• Assigned task:
Report the lines of the data below that contain the string "sequence".

Collected data entries
··········
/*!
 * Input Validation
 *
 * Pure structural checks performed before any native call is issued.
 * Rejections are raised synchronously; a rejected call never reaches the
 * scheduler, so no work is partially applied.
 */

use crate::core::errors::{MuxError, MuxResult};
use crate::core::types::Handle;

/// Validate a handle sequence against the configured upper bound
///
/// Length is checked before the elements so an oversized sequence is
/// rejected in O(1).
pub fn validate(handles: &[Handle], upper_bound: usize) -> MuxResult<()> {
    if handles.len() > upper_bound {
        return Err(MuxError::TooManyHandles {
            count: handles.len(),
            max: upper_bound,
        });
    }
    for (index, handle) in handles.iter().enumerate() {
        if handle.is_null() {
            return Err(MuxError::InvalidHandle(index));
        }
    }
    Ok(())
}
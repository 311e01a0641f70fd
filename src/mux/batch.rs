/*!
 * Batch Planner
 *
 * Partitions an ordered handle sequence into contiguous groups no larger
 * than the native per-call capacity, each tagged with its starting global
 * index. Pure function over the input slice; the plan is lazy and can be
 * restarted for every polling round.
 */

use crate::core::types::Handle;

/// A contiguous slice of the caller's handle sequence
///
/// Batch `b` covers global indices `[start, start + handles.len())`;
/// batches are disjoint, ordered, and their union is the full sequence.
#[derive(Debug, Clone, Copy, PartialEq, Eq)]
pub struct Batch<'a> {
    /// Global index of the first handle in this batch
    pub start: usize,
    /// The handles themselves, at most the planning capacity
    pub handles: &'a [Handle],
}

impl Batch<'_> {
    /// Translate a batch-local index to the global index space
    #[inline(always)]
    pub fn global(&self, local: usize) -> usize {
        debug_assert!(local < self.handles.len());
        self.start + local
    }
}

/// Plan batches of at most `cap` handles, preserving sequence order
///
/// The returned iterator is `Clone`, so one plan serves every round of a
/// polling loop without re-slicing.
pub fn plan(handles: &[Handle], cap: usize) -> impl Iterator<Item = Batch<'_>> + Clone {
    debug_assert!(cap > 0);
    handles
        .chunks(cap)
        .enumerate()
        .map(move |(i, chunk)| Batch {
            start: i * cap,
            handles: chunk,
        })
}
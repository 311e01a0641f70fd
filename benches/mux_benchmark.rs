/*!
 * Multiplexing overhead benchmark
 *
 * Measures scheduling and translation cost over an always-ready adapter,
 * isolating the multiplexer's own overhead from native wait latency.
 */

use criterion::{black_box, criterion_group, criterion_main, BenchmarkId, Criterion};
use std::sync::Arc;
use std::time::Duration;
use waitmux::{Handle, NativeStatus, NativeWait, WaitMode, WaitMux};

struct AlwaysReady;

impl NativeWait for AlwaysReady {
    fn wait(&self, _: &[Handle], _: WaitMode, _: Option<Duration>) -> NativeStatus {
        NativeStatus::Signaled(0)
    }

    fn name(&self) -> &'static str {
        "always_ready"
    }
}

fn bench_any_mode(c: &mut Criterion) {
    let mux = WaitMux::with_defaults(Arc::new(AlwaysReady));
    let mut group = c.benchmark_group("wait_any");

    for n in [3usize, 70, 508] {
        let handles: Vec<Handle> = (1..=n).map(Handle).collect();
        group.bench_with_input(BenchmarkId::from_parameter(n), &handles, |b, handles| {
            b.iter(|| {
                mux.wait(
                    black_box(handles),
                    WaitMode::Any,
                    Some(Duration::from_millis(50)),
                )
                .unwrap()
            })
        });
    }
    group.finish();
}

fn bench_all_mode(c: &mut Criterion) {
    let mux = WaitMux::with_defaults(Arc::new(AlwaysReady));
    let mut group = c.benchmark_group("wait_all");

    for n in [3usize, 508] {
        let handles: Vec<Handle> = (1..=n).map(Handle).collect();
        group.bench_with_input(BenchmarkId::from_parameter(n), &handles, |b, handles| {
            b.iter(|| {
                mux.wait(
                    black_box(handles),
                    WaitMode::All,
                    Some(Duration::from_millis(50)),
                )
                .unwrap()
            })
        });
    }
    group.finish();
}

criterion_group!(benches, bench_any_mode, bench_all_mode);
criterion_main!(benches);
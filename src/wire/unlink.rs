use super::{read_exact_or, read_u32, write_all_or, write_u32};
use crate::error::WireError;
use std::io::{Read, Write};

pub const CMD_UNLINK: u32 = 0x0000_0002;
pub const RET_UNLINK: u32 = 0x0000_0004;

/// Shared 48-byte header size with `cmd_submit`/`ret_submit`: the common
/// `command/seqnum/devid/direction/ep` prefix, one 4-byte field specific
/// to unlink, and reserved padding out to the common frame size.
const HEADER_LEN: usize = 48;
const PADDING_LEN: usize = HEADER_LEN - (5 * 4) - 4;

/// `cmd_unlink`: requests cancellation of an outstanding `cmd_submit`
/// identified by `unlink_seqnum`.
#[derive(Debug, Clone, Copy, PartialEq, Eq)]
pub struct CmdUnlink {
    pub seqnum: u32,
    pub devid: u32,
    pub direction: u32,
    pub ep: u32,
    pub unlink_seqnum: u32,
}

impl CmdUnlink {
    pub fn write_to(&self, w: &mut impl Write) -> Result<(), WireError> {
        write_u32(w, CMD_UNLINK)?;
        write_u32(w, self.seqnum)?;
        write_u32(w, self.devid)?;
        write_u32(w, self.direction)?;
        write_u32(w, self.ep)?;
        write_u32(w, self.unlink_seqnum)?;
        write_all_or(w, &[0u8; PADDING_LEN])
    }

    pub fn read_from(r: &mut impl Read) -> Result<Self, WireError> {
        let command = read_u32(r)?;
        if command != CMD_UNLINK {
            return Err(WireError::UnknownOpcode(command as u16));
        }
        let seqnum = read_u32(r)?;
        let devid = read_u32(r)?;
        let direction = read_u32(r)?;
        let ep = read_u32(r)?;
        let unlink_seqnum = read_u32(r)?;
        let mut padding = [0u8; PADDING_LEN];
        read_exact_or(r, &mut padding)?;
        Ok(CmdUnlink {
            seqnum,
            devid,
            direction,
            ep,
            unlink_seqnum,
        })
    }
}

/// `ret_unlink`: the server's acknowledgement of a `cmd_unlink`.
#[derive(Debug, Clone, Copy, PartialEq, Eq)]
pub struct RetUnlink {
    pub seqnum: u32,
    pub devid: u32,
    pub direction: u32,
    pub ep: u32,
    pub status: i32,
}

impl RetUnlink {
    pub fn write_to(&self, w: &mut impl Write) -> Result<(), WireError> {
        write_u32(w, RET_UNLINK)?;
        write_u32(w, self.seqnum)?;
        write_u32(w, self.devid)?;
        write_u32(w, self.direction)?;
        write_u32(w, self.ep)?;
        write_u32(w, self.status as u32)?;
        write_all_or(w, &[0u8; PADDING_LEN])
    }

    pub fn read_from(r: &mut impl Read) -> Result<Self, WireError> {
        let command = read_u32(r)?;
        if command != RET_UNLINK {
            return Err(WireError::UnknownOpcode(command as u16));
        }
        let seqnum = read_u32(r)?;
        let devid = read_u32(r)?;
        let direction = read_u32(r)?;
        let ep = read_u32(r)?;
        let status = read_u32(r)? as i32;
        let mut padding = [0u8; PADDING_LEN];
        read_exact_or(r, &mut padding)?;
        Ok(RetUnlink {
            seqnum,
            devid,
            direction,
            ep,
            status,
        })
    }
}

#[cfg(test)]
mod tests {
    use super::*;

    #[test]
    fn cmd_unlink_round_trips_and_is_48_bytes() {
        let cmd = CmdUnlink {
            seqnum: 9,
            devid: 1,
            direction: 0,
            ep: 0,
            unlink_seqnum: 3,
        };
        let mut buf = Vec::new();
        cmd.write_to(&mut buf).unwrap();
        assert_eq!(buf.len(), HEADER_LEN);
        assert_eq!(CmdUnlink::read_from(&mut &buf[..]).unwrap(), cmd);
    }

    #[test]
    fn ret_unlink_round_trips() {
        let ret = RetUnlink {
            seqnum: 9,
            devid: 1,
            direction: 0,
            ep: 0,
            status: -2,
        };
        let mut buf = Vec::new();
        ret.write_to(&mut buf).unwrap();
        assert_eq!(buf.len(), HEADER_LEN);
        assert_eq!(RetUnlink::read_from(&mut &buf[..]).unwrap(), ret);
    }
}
··········
• Solved exercise:
/// Validate a handle sequence against the configured upper bound
/// Length is checked before the elements so an oversized sequence is
 * Partitions an ordered handle sequence into contiguous groups no larger
/// A contiguous slice of the caller's handle sequence
/// batches are disjoint, ordered, and their union is the full sequence.
/// Plan batches of at most `cap` handles, preserving sequence order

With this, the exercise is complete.